A Washington, on continue à répéter que le « bouclier » en Europe n’est pas dirigé vers la Russie, mais qu’il servira à faire face à la menace des missiles balistiques iraniens. A Moscou on considère au contraire que c’est une tentative de prendre un avantage stratégique décisif sur la Russie. Et de fait il est clair que, dans les plans du Pentagone, ce qui est prévu en Pologne et en République tchèque n’est que le début d’une série d’installations de missiles et radars qu’on veut déployer dans toute l’Europe. En outre, comme ils seraient contrôlés par les USA, personne ne pourrait savoir si les missiles installés sur le flanc du territoire russe seraient intercepteurs ou des missiles pour l’attaque nucléaire. Et, avec le réseau radar du « bouclier », le Pentagone pourrait surveiller le territoire russe plus efficacement que ce qu’il n’est en mesure de le faire aujourd’hui. Comme le confirme le fait que Washington a refusé la proposition russe de co-gérer, avec la Russie, le radar de Qabala en Azerbaïdjan, au lieu d’installer le radar en République tchèque. De plus, le directeur de l’Agence Usa de défense balistique a parlé d’ « un radar à déploiement avancé que nous voudrions installer quelque part dans la région du Caucase ». C’est le Forward-Based X-Band Radar-Transportable (FBX-T) : un système très mobile, qui peut être transporté par avion ou par bateau et rapidement monté sur son lieu de destination.
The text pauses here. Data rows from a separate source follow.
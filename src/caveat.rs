//! Restrictions and the actions they are evaluated against.
//!
//! A caveat only ever narrows what a key allows. A key carrying several
//! caveats authorizes an action only if every one of them allows it.

use chrono::{DateTime, Utc};
use serde::{Deserialize, Serialize};

use crate::crypto;
use crate::error::ApiKeyError;

/// Length of the random nonce attached by `Caveat::with_nonce`.
pub const NONCE_LEN: usize = 4;

/// The kind of operation an action performs.
#[derive(Debug, Clone, Copy, PartialEq, Eq, Hash)]
pub enum Operation {
    /// Unset or unrecognized operation. Never authorized.
    Invalid,
    Read,
    Write,
    List,
    Delete,
}

/// A request to be authorized.
#[derive(Debug, Clone, PartialEq, Eq)]
pub struct Action {
    pub op: Operation,
    /// When the action happens. Required: an action without a time is
    /// denied by every caveat.
    pub time: Option<DateTime<Utc>>,
    pub bucket: Vec<u8>,
    pub encrypted_path: Vec<u8>,
}

impl Action {
    pub fn new(op: Operation, time: DateTime<Utc>) -> Self {
        Self {
            op,
            time: Some(time),
            bucket: Vec::new(),
            encrypted_path: Vec::new(),
        }
    }

    /// An action stamped with the current time.
    pub fn now(op: Operation) -> Self {
        Self::new(op, Utc::now())
    }

    pub fn with_bucket(mut self, bucket: impl Into<Vec<u8>>) -> Self {
        self.bucket = bucket.into();
        self
    }

    pub fn with_path(mut self, encrypted_path: impl Into<Vec<u8>>) -> Self {
        self.encrypted_path = encrypted_path.into();
        self
    }
}

/// A first-party restriction. Unset fields impose nothing.
#[derive(Debug, Clone, Default, PartialEq, Eq, Serialize, Deserialize)]
#[serde(default)]
pub struct Caveat {
    pub disallow_reads: bool,
    pub disallow_writes: bool,
    pub disallow_lists: bool,
    pub disallow_deletes: bool,

    pub not_before: Option<DateTime<Utc>>,
    pub not_after: Option<DateTime<Utc>>,

    /// Allowed bucket names. Empty means any bucket.
    pub buckets: Vec<Vec<u8>>,
    /// Allowed prefixes of the encrypted object path. Empty means any path.
    pub encrypted_path_prefixes: Vec<Vec<u8>>,

    /// Random bytes that make otherwise identical caveats distinct.
    /// Ignored by `allows`.
    pub nonce: Vec<u8>,
}

impl Caveat {
    /// A caveat that denies one kind of operation.
    pub fn disallow(op: Operation) -> Self {
        let mut caveat = Self::default();
        match op {
            Operation::Read => caveat.disallow_reads = true,
            Operation::Write => caveat.disallow_writes = true,
            Operation::List => caveat.disallow_lists = true,
            Operation::Delete => caveat.disallow_deletes = true,
            Operation::Invalid => {}
        }
        caveat
    }

    pub fn not_before(mut self, time: DateTime<Utc>) -> Self {
        self.not_before = Some(time);
        self
    }

    pub fn not_after(mut self, time: DateTime<Utc>) -> Self {
        self.not_after = Some(time);
        self
    }

    pub fn with_buckets<I, B>(mut self, buckets: I) -> Self
    where
        I: IntoIterator<Item = B>,
        B: Into<Vec<u8>>,
    {
        self.buckets.extend(buckets.into_iter().map(Into::into));
        self
    }

    pub fn with_path_prefixes<I, P>(mut self, prefixes: I) -> Self
    where
        I: IntoIterator<Item = P>,
        P: Into<Vec<u8>>,
    {
        self.encrypted_path_prefixes
            .extend(prefixes.into_iter().map(Into::into));
        self
    }

    /// Attach a fresh random nonce.
    pub fn with_nonce(mut self) -> Result<Self, ApiKeyError> {
        let mut nonce = vec![0u8; NONCE_LEN];
        crypto::fill_random(&mut nonce)?;
        self.nonce = nonce;
        Ok(self)
    }

    /// Whether this caveat permits `action`.
    ///
    /// Checks run in a fixed order and stop at the first failure:
    /// operation, timestamp presence, `not_after`, `not_before`, bucket,
    /// path prefix. Both time bounds are inclusive.
    pub fn allows(&self, action: &Action) -> bool {
        let disallowed = match action.op {
            Operation::Read => self.disallow_reads,
            Operation::Write => self.disallow_writes,
            Operation::List => self.disallow_lists,
            Operation::Delete => self.disallow_deletes,
            Operation::Invalid => true,
        };
        if disallowed {
            return false;
        }

        let time = match action.time {
            Some(time) => time,
            None => return false,
        };

        if matches!(self.not_after, Some(not_after) if time > not_after) {
            return false;
        }
        if matches!(self.not_before, Some(not_before) if not_before > time) {
            return false;
        }

        if !self.buckets.is_empty() && !self.buckets.iter().any(|b| *b == action.bucket) {
            return false;
        }

        if !self.encrypted_path_prefixes.is_empty()
            && !self
                .encrypted_path_prefixes
                .iter()
                .any(|prefix| action.encrypted_path.starts_with(prefix))
        {
            return false;
        }

        true
    }
}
Moscou a déjà annoncé que pour faire face à ce plan, elle adoptera « des méthodes adéquates et asymétriques » : elle a à cet effet effectué des tests de missiles conçus en fonction « anti-bouclier ». Le premier est le missile balistique intercontinental (ICBM) Rs-24 : il peut être armé de dix têtes nucléaires indépendantes qui, une fois lancées, rentrent dans l’atmosphère en se dirigeant chacune vers leur propre objectif. Elles sont probablement aussi en mesure de manœuvrer dans la phase de retour, de façon à éviter les missiles intercepteurs. Le traité Start II, conclu entre Usa et URSS en 1993, interdisait les ICBM à têtes multiples indépendantes mais, après que Washington se soit retiré du traité en 2002, Moscou a déclaré ne plus se sentir liée par les obligations établies par le Traité. Le deuxième est un missile à courte portée du système Iskander, que la Russie pourrait installer dans l’enclave de Kaliningrad, à guère plus de 200 Kms des missiles USA en Pologne. Le plan a été suspendu, en attente d’une décision de l’administration Obama. Mais si celle-ci devait poursuivre dans l’installation du « bouclier », le plan russe aussi pourrait reprendre. Faisant ainsi sauter le traité Inf de 1987, qui a permis d’éliminer les missiles à moyenne portée en Europe.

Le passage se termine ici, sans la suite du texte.